On exit, the tax advantage reverses. Selling a branch business is a disposal of South African assets by a non-resident with a local permanent establishment — fully taxable here, with an effective capital gains tax (CGT) rate for companies of up to 21.6%, plus recoupments of past allowances. Selling the shares in a subsidiary, by contrast, is a disposal by the foreign parent of a foreign-held asset, generally outside South African CGT — unless the company is ‘SA-land-rich’ (broadly, a 20%-plus holding in a company deriving 80% or more of its value from South African immovable property) or the shares are attributable to a South African permanent establishment, and always subject to the applicable treaty and anti-avoidance rules. Groups that expect to sell the South African business one day usually weight this factor heavily toward the subsidiary.

Audit, financial statements and filings

A subsidiary carries the full Companies Act accountability package. It must prepare annual financial statements (AFS) every year, and it must be audited if any regulation 28 trigger applies: a public-interest score of 350 or more, a score of 100 or more where the AFS are internally compiled, or holding fiduciary assets above R5 million. The public-interest score counts employees, turnover, third-party liabilities and shareholders — so a growing foreign-owned subsidiary crosses these thresholds sooner than most groups expect. Its annual return to CIPC attaches a securities register and a beneficial-ownership filing.

An external company carries almost none of this. It files no financial statements with CIPC and has no Companies Act audit obligation — its main recurring CIPC duty is one light-touch annual return (plus notifying CIPC of changes to its registered details as they happen):

Source — the actual words

(6) An external company must file its annual return in Form CoR 30.3 together with the prescribed fee set out in Table CR 2B, within 30 business days after the anniversary date of its registration as an external company.

Companies Regulations, 2011 (GN R351 in GG 34239, consolidated), reg 30(6)Read it on justice.gov.za

CoR 30.3 is a confirm-or-update form (registered office, directors, the local person accepting service) with a modest fee scaled to South African turnover.

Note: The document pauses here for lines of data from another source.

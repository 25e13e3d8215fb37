use std::sync::Arc;

use axum::{
    routing::{get, post},
    Router,
};
use tower_http::cors::{AllowOrigin, CorsLayer};
use tower_http::trace::TraceLayer;

use maestro_core::config::MaestroConfig;
use maestro_engine::ExecutionEngine;
use maestro_guardrails::{resolve_pipeline, GuardrailRegistry, GuardrailRuntime};
use maestro_ledger::{LedgerReader, LedgerWriter};
use maestro_providers::ProviderRegistry;
use maestro_sessions::{SessionManager, SessionPolicy};
use maestro_store::Store;
use maestro_tenancy::TenantGate;
use maestro_workflows::{WorkflowRegistry, WorkflowService};

use crate::http;

/// Central shared state — passed as Arc<AppState> to all Axum handlers.
///
/// Built once at startup after config validation and torn down with the
/// process; there are no package-level singletons behind it.
pub struct AppState {
    pub config: MaestroConfig,
    pub gate: TenantGate,
    pub store: Arc<Store>,
    pub providers: Arc<ProviderRegistry>,
    pub engine: Arc<ExecutionEngine>,
    pub workflows: Arc<WorkflowService>,
    pub ledger_reader: Arc<LedgerReader>,
}

impl AppState {
    pub fn build(config: MaestroConfig) -> anyhow::Result<Self> {
        let store = if config.database.path == ":memory:" {
            Arc::new(Store::open_in_memory()?)
        } else {
            Arc::new(Store::open(&config.database.path)?)
        };
        let objects = maestro_storage::build(&config.object_store)?;
        let providers = Arc::new(ProviderRegistry::from_config(&config)?);
        let sessions = Arc::new(SessionManager::new(
            Arc::clone(&store),
            SessionPolicy::from(&config.session),
        ));
        let guardrail_registry = GuardrailRegistry::builtin();
        let pipeline = resolve_pipeline(&guardrail_registry, &config.guardrails)?;
        let ledger_writer = Arc::new(LedgerWriter::new(
            Arc::clone(&store),
            Arc::clone(&objects),
            &config.ledger,
        ));
        let ledger_reader = Arc::new(LedgerReader::new(Arc::clone(&store), Arc::clone(&objects)));
        let engine = Arc::new(ExecutionEngine::new(
            Arc::clone(&providers),
            sessions,
            Arc::clone(&store),
            objects,
            Arc::new(GuardrailRuntime::new(pipeline)),
            Arc::clone(&ledger_writer),
        ));
        let workflow_registry = Arc::new(WorkflowRegistry::builtin(&providers)?);
        let workflows = Arc::new(WorkflowService::new(
            workflow_registry,
            Arc::clone(&engine),
            Arc::clone(&store),
            ledger_writer,
        ));
        let gate = TenantGate::new(&config, Arc::clone(&store));

        Ok(Self {
            config,
            gate,
            store,
            providers,
            engine,
            workflows,
            ledger_reader,
        })
    }
}

pub fn build_router(state: Arc<AppState>) -> Router {
    let cors = if state.config.server.cors_origins.is_empty() {
        CorsLayer::new()
    } else {
        let origins: Vec<axum::http::HeaderValue> = state
            .config
            .server
            .cors_origins
            .iter()
            .filter_map(|o| o.parse().ok())
            .collect();
        CorsLayer::new()
            .allow_origin(AllowOrigin::list(origins))
            .allow_headers(tower_http::cors::Any)
            .allow_methods(tower_http::cors::Any)
    };

    Router::new()
        .route("/healthz", get(http::health::healthz))
        .route("/api/v1/chat", post(http::chat::chat))
        .route("/api/v1/chat/stream", post(http::chat::chat_stream))
        .route(
            "/api/v1/conversations",
            get(http::conversations::list_conversations),
        )
        .route(
            "/api/v1/conversations/search",
            get(http::conversations::search_conversations),
        )
        .route(
            "/api/v1/conversations/{id}",
            get(http::conversations::get_conversation)
                .delete(http::conversations::clear_conversation),
        )
        .route(
            "/api/v1/conversations/{id}/events",
            get(http::conversations::run_events),
        )
        .route(
            "/api/v1/conversations/{id}/ledger/events",
            get(http::ledger::ledger_events),
        )
        .route(
            "/api/v1/conversations/{id}/ledger/stream",
            get(http::ledger::ledger_stream),
        )
        .route("/api/v1/workflows", get(http::workflows::list_workflows))
        .route(
            "/api/v1/workflows/{key}/run",
            post(http::workflows::run_workflow),
        )
        .route(
            "/api/v1/workflows/{key}/run-stream",
            post(http::workflows::run_workflow_stream),
        )
        .route(
            "/api/v1/workflows/runs/{run_id}",
            get(http::workflows::run_detail),
        )
        .route(
            "/api/v1/workflows/runs/{run_id}/cancel",
            post(http::workflows::cancel_run),
        )
        .route(
            "/api/v1/workflows/runs/{run_id}/replay/events",
            get(http::workflows::replay_events),
        )
        .route(
            "/api/v1/workflows/runs/{run_id}/replay/stream",
            get(http::workflows::replay_stream),
        )
        .layer(TraceLayer::new_for_http())
        .layer(cors)
        .with_state(state)
}
use maestro_core::types::{TenantId, TenantRole, TenantStatus, UserId, UserStatus};
use rusqlite::params;
use uuid::Uuid;

use crate::db::{now, Store};
use crate::error::{Result, StoreError};
use crate::types::{Membership, Tenant, User};

impl Store {
    /// Insert a new tenant. Slug uniqueness is enforced by the schema;
    /// a duplicate surfaces as `Conflict`.
    pub fn create_tenant(&self, slug: &str, name: &str) -> Result<Tenant> {
        let tenant = Tenant {
            id: TenantId::new(),
            slug: slug.to_string(),
            name: name.to_string(),
            status: TenantStatus::Active,
            status_updated_at: now(),
            status_reason: None,
            created_at: now(),
        };
        let db = self.db.lock().unwrap();
        let inserted = db.execute(
            "INSERT OR IGNORE INTO tenants
                (id, slug, name, status, status_updated_at, status_reason, created_at)
             VALUES (?1, ?2, ?3, ?4, ?5, ?6, ?7)",
            params![
                tenant.id.to_string(),
                tenant.slug,
                tenant.name,
                tenant.status.to_string(),
                tenant.status_updated_at,
                tenant.status_reason,
                tenant.created_at,
            ],
        )?;
        if inserted == 0 {
            return Err(StoreError::Conflict {
                what: "tenant",
                id: slug.to_string(),
            });
        }
        Ok(tenant)
    }

    pub fn get_tenant(&self, id: TenantId) -> Result<Option<Tenant>> {
        let db = self.db.lock().unwrap();
        match db.query_row(
            "SELECT id, slug, name, status, status_updated_at, status_reason, created_at
             FROM tenants WHERE id = ?1",
            params![id.to_string()],
            row_to_tenant,
        ) {
            Ok(t) => Ok(Some(t)),
            Err(rusqlite::Error::QueryReturnedNoRows) => Ok(None),
            Err(e) => Err(e.into()),
        }
    }

    /// Transition a tenant's status, recording when and why.
    pub fn set_tenant_status(
        &self,
        id: TenantId,
        status: TenantStatus,
        reason: Option<&str>,
    ) -> Result<()> {
        let db = self.db.lock().unwrap();
        let changed = db.execute(
            "UPDATE tenants SET status = ?2, status_updated_at = ?3, status_reason = ?4
             WHERE id = ?1",
            params![id.to_string(), status.to_string(), now(), reason],
        )?;
        if changed == 0 {
            return Err(StoreError::not_found("tenant", id));
        }
        Ok(())
    }

    pub fn create_user(&self, email: &str) -> Result<User> {
        let user = User {
            id: UserId::new(),
            email: email.to_string(),
            status: UserStatus::Active,
            email_verified_at: None,
            created_at: now(),
        };
        let db = self.db.lock().unwrap();
        let inserted = db.execute(
            "INSERT OR IGNORE INTO users (id, email, status, email_verified_at, created_at)
             VALUES (?1, ?2, ?3, ?4, ?5)",
            params![
                user.id.to_string(),
                user.email,
                user.status.to_string(),
                user.email_verified_at,
                user.created_at,
            ],
        )?;
        if inserted == 0 {
            return Err(StoreError::Conflict {
                what: "user",
                id: email.to_string(),
            });
        }
        Ok(user)
    }

    pub fn get_user(&self, id: UserId) -> Result<Option<User>> {
        let db = self.db.lock().unwrap();
        match db.query_row(
            "SELECT id, email, status, email_verified_at, created_at FROM users WHERE id = ?1",
            params![id.to_string()],
            row_to_user,
        ) {
            Ok(u) => Ok(Some(u)),
            Err(rusqlite::Error::QueryReturnedNoRows) => Ok(None),
            Err(e) => Err(e.into()),
        }
    }

    /// Link a user to a tenant with a role. Re-linking updates the role.
    pub fn upsert_membership(
        &self,
        user_id: UserId,
        tenant_id: TenantId,
        role: TenantRole,
    ) -> Result<()> {
        let db = self.db.lock().unwrap();
        db.execute(
            "INSERT INTO tenant_memberships (user_id, tenant_id, role, created_at)
             VALUES (?1, ?2, ?3, ?4)
             ON CONFLICT (user_id, tenant_id) DO UPDATE SET role = excluded.role",
            params![
                user_id.to_string(),
                tenant_id.to_string(),
                role.to_string(),
                now()
            ],
        )?;
        Ok(())
    }

    /// The caller's actual role in a tenant, if any. Hot path: called by
    /// the gate on every request.
    pub fn membership_role(&self, user_id: UserId, tenant_id: TenantId) -> Result<Option<TenantRole>> {
        let db = self.db.lock().unwrap();
        match db.query_row(
            "SELECT role FROM tenant_memberships WHERE user_id = ?1 AND tenant_id = ?2",
            params![user_id.to_string(), tenant_id.to_string()],
            |row| row.get::<_, String>(0),
        ) {
            Ok(role) => Ok(role.parse().ok()),
            Err(rusqlite::Error::QueryReturnedNoRows) => Ok(None),
            Err(e) => Err(e.into()),
        }
    }

    pub fn list_memberships(&self, user_id: UserId) -> Result<Vec<Membership>> {
        let db = self.db.lock().unwrap();
        let mut stmt = db.prepare(
            "SELECT user_id, tenant_id, role FROM tenant_memberships WHERE user_id = ?1",
        )?;
        let rows = stmt
            .query_map(params![user_id.to_string()], |row| {
                let uid: String = row.get(0)?;
                let tid: String = row.get(1)?;
                let role: String = row.get(2)?;
                Ok((uid, tid, role))
            })?
            .collect::<std::result::Result<Vec<_>, _>>()?;
        Ok(rows
            .into_iter()
            .filter_map(|(uid, tid, role)| {
                Some(Membership {
                    user_id: UserId::parse(&uid)?,
                    tenant_id: TenantId::parse(&tid)?,
                    role: role.parse().ok()?,
                })
            })
            .collect())
    }
}

fn row_to_tenant(row: &rusqlite::Row<'_>) -> rusqlite::Result<Tenant> {
    let id: String = row.get(0)?;
    let status: String = row.get(3)?;
    Ok(Tenant {
        id: TenantId(Uuid::parse_str(&id).unwrap_or_default()),
        slug: row.get(1)?,
        name: row.get(2)?,
        status: status.parse().unwrap_or(TenantStatus::Suspended),
        status_updated_at: row.get(4)?,
        status_reason: row.get(5)?,
        created_at: row.get(6)?,
    })
}

fn row_to_user(row: &rusqlite::Row<'_>) -> rusqlite::Result<User> {
    let id: String = row.get(0)?;
    let status: String = row.get(2)?;
    Ok(User {
        id: UserId(Uuid::parse_str(&id).unwrap_or_default()),
        email: row.get(1)?,
        status: status.parse().unwrap_or(UserStatus::Disabled),
        email_verified_at: row.get(3)?,
        created_at: row.get(4)?,
    })
}

#[cfg(test)]
mod tests {
    use super::*;

    #[test]
    fn duplicate_slug_conflicts() {
        let store = Store::open_in_memory().unwrap();
        store.create_tenant("acme", "Acme").unwrap();
        let err = store.create_tenant("acme", "Acme Again").unwrap_err();
        assert!(matches!(err, StoreError::Conflict { .. }));
    }

    #[test]
    fn membership_role_round_trip() {
        let store = Store::open_in_memory().unwrap();
        let tenant = store.create_tenant("acme", "Acme").unwrap();
        let user = store.create_user("a@acme.test").unwrap();
        assert!(store.membership_role(user.id, tenant.id).unwrap().is_none());

        store
            .upsert_membership(user.id, tenant.id, TenantRole::Member)
            .unwrap();
        assert_eq!(
            store.membership_role(user.id, tenant.id).unwrap(),
            Some(TenantRole::Member)
        );

        store
            .upsert_membership(user.id, tenant.id, TenantRole::Admin)
            .unwrap();
        assert_eq!(
            store.membership_role(user.id, tenant.id).unwrap(),
            Some(TenantRole::Admin)
        );
    }

    #[test]
    fn tenant_status_gates_work() {
        let store = Store::open_in_memory().unwrap();
        let tenant = store.create_tenant("acme", "Acme").unwrap();
        assert!(tenant.status.accepts_work());
        store
            .set_tenant_status(tenant.id, TenantStatus::Suspended, Some("billing"))
            .unwrap();
        let reloaded = store.get_tenant(tenant.id).unwrap().unwrap();
        assert!(!reloaded.status.accepts_work());
        assert_eq!(reloaded.status_reason.as_deref(), Some("billing"));
    }
}
/// Filters accepted by `list_conversations`.
#[derive(Debug, Default, Clone)]
pub struct ConversationFilter {
    pub agent_entrypoint: Option<String>,
    pub updated_after: Option<String>,
}
//! Workflow endpoints: catalog, runs (both modes), cancellation, replay.

use std::sync::Arc;

use axum::extract::{Path, Query, State};
use axum::http::HeaderMap;
use axum::response::IntoResponse;
use axum::Json;
use futures_util::StreamExt;
use serde::{Deserialize, Serialize};
use serde_json::{json, Value};
use tokio::sync::mpsc;
use tracing::warn;

use maestro_core::config::MAX_LEDGER_PAGE_LIMIT;
use maestro_core::types::{TenantRole, WorkflowRunId};
use maestro_ledger::cursor::LedgerCursor;
use maestro_protocol::frames::new_stream_id;
use maestro_store::types::{WorkflowRun, WorkflowStepRow};
use maestro_workflows::{WorkflowDescriptor, WorkflowRunRequest};

use crate::app::AppState;
use crate::auth::gate;
use crate::error::{ApiError, ApiResult};
use crate::http::conversations::validate_limit;
use crate::http::ledger::rewrite_stream_id;
use crate::http::sse;

#[derive(Serialize)]
pub struct CatalogReply {
    pub workflows: Vec<WorkflowDescriptor>,
}

/// GET /api/v1/workflows — the validated workflow catalog. Min role: viewer.
pub async fn list_workflows(
    State(state): State<Arc<AppState>>,
    headers: HeaderMap,
) -> ApiResult<Json<CatalogReply>> {
    gate(
        &state.gate,
        &headers,
        TenantRole::Viewer,
        &["workflows:read"],
        false,
    )?;
    Ok(Json(CatalogReply {
        workflows: state.workflows.list(),
    }))
}

#[derive(Deserialize)]
pub struct RunBody {
    pub message: String,
    #[serde(default)]
    pub conversation_id: Option<String>,
    #[serde(default)]
    pub location: Option<Value>,
    #[serde(default)]
    pub share_location: Option<bool>,
}

#[derive(Serialize)]
pub struct RunReply {
    pub run_id: String,
    pub conversation_id: String,
    pub status: String,
    #[serde(skip_serializing_if = "Option::is_none")]
    pub final_output_text: Option<String>,
    #[serde(skip_serializing_if = "Option::is_none")]
    pub final_output_structured: Option<Value>,
}

fn run_request(body: RunBody, actor: maestro_core::types::ActorContext) -> ApiResult<WorkflowRunRequest> {
    if body.message.trim().is_empty() {
        return Err(ApiError::validation("message cannot be empty"));
    }
    Ok(WorkflowRunRequest {
        actor,
        message: body.message,
        conversation_key: body.conversation_id,
        cancel: tokio_util::sync::CancellationToken::new(),
    })
}

/// POST /api/v1/workflows/{key}/run — non-streaming run. Min role: member.
pub async fn run_workflow(
    State(state): State<Arc<AppState>>,
    headers: HeaderMap,
    Path(key): Path<String>,
    Json(body): Json<RunBody>,
) -> ApiResult<Json<RunReply>> {
    let outcome = gate(
        &state.gate,
        &headers,
        TenantRole::Member,
        &["workflows:write"],
        true,
    )?;
    let req = run_request(body, outcome.actor)?;
    let result = state.workflows.run(&key, req).await?;
    Ok(Json(RunReply {
        run_id: result.run_id.to_string(),
        conversation_id: result.conversation_id.to_string(),
        status: result.status.as_str().to_string(),
        final_output_text: result.final_output_text,
        final_output_structured: result.final_output_structured,
    }))
}

/// POST /api/v1/workflows/{key}/run-stream — SSE run. Min role: member.
pub async fn run_workflow_stream(
    State(state): State<Arc<AppState>>,
    headers: HeaderMap,
    Path(key): Path<String>,
    Json(body): Json<RunBody>,
) -> ApiResult<impl IntoResponse> {
    let outcome = gate(
        &state.gate,
        &headers,
        TenantRole::Member,
        &["workflows:write"],
        true,
    )?;
    // reject unknown workflows before the stream starts
    if state.workflows.list().iter().all(|w| w.key != key) {
        return Err(ApiError::not_found(format!("workflow '{key}' not found")));
    }
    let req = run_request(body, outcome.actor)?;
    let cancel = req.cancel.clone();

    let (tx, rx) = mpsc::channel(256);
    let workflows = Arc::clone(&state.workflows);
    tokio::spawn(async move {
        if let Err(e) = workflows.run_stream(&key, req, tx).await {
            warn!(error = %e, "streaming workflow run failed");
        }
    });

    Ok(sse::frame_response(
        rx,
        cancel,
        state.config.stream.heartbeat_interval_s,
    ))
}

#[derive(Serialize)]
pub struct RunDetailReply {
    pub run: WorkflowRun,
    pub steps: Vec<WorkflowStepRow>,
}

/// GET /api/v1/workflows/runs/{run_id} — run detail. Min role: viewer.
pub async fn run_detail(
    State(state): State<Arc<AppState>>,
    headers: HeaderMap,
    Path(run_id): Path<String>,
) -> ApiResult<Json<RunDetailReply>> {
    let outcome = gate(
        &state.gate,
        &headers,
        TenantRole::Viewer,
        &["workflows:read"],
        false,
    )?;
    let run_id = parse_run_id(&run_id)?;
    let (run, steps) = state.workflows.get_run(outcome.actor.tenant_id, run_id)?;
    Ok(Json(RunDetailReply { run, steps }))
}

/// POST /api/v1/workflows/runs/{run_id}/cancel — cancel an in-flight run.
/// Min role: admin. Cancelling a terminated run is a no-op.
pub async fn cancel_run(
    State(state): State<Arc<AppState>>,
    headers: HeaderMap,
    Path(run_id): Path<String>,
) -> ApiResult<Json<Value>> {
    let outcome = gate(
        &state.gate,
        &headers,
        TenantRole::Admin,
        &["workflows:write"],
        false,
    )?;
    let run_id = parse_run_id(&run_id)?;
    let cancelled = state.workflows.cancel(outcome.actor.tenant_id, run_id)?;
    Ok(Json(json!({"cancelled": cancelled})))
}

#[derive(Deserialize)]
pub struct ReplayQuery {
    #[serde(default)]
    pub limit: Option<usize>,
    #[serde(default)]
    pub cursor: Option<String>,
}

#[derive(Serialize)]
pub struct ReplayPage {
    pub events: Vec<Value>,
    #[serde(skip_serializing_if = "Option::is_none")]
    pub next_cursor: Option<String>,
}

/// GET /api/v1/workflows/runs/{run_id}/replay/events — paginated run
/// replay. Min role: viewer.
pub async fn replay_events(
    State(state): State<Arc<AppState>>,
    headers: HeaderMap,
    Path(run_id): Path<String>,
    Query(query): Query<ReplayQuery>,
) -> ApiResult<Json<ReplayPage>> {
    let outcome = gate(
        &state.gate,
        &headers,
        TenantRole::Viewer,
        &["workflows:read"],
        false,
    )?;
    let run_id = parse_run_id(&run_id)?;
    let (run, _) = state.workflows.get_run(outcome.actor.tenant_id, run_id)?;
    let limit = validate_limit(query.limit, 100, MAX_LEDGER_PAGE_LIMIT)?;
    let (events, next_cursor) = state
        .ledger_reader
        .get_events_page(
            outcome.actor.tenant_id,
            run.conversation_id,
            Some(&run.id),
            limit,
            query.cursor.as_deref(),
        )
        .await?;
    Ok(Json(ReplayPage {
        events,
        next_cursor,
    }))
}

/// GET /api/v1/workflows/runs/{run_id}/replay/stream — SSE run replay.
/// Min role: viewer.
pub async fn replay_stream(
    State(state): State<Arc<AppState>>,
    headers: HeaderMap,
    Path(run_id): Path<String>,
    Query(query): Query<ReplayQuery>,
) -> ApiResult<impl IntoResponse> {
    let outcome = gate(
        &state.gate,
        &headers,
        TenantRole::Viewer,
        &["workflows:read"],
        false,
    )?;
    let run_id = parse_run_id(&run_id)?;
    let (run, _) = state.workflows.get_run(outcome.actor.tenant_id, run_id)?;
    let cursor = query
        .cursor
        .as_deref()
        .map(LedgerCursor::decode)
        .transpose()
        .map_err(|_| ApiError::validation("invalid cursor"))?;

    let replay_stream_id = new_stream_id();
    let frames = Arc::clone(&state.ledger_reader)
        .replay_json(run.conversation_id, Some(run.id.clone()), cursor)
        .filter_map(move |result| {
            let replay_stream_id = replay_stream_id.clone();
            async move {
                match result {
                    Ok(json) => Some(rewrite_stream_id(&json, &replay_stream_id)),
                    Err(e) => {
                        warn!(error = %e, "workflow replay read failed");
                        None
                    }
                }
            }
        });

    Ok(sse::json_response(
        frames,
        state.config.stream.heartbeat_interval_s,
    ))
}

fn parse_run_id(raw: &str) -> ApiResult<WorkflowRunId> {
    WorkflowRunId::parse(raw).ok_or_else(|| ApiError::validation("invalid run id"))
}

Do not mistake light for optional: missing two successive annual returns puts the registration on the deregistration track — and for a branch, that registration underpins its bank accounts and licences. SARS, meanwhile, ignores the Companies Act distinction entirely: both structures must keep proper records and file South African tax returns.

On beneficial-ownership filings the practical position is the same for both: subsidiaries must file beneficial-ownership information with CIPC (annual returns are blocked until they do — see beneficial ownership), and CIPC requires external companies to file too — its guidelines and filing platform expressly include them, and the same annual-return hard stop applies. Whether the statute strictly imposes the duty on external companies is debated, but CIPC enforces it in practice; plan on filing either way.

Liability, business rescue and exit

Liability is where the branch’s tax appeal meets its structural cost. Because the external company is the foreign company, there is no ring-fence in either direction: a South African judgment creditor can pursue the foreign company’s worldwide balance sheet, and financial distress at head office lands directly on the South African operation. A subsidiary, by contrast, confines ordinary commercial claims to its own assets — the parent stands behind it only to the extent of its equity and any guarantees it chooses to give.

The distressed scenario is starker than most boards realise. South Africa’s business rescue regime — the Companies Act’s equivalent of Chapter 11-style protection — is simply not available to a branch:

So a distressed branch gets no moratorium and no rescue plan — its creditors and its head office face cross-border insolvency instead. Groups running employment-heavy or claims-exposed South African operations (construction, logistics, consumer-facing businesses) usually treat this alone as decisive for a subsidiary.

On orderly exit the asymmetry runs the other way. A branch that stops trading ceases business, settles its South African tax affairs and cancels the external registration — the legal entity itself continues abroad, untouched. A subsidiary must be formally wound up or deregistered as a company, with liquidation formalities and final distributions (which can attract dividends tax). And as set out above, a sale of the business favours the subsidiary: share sale versus fully taxed asset sale.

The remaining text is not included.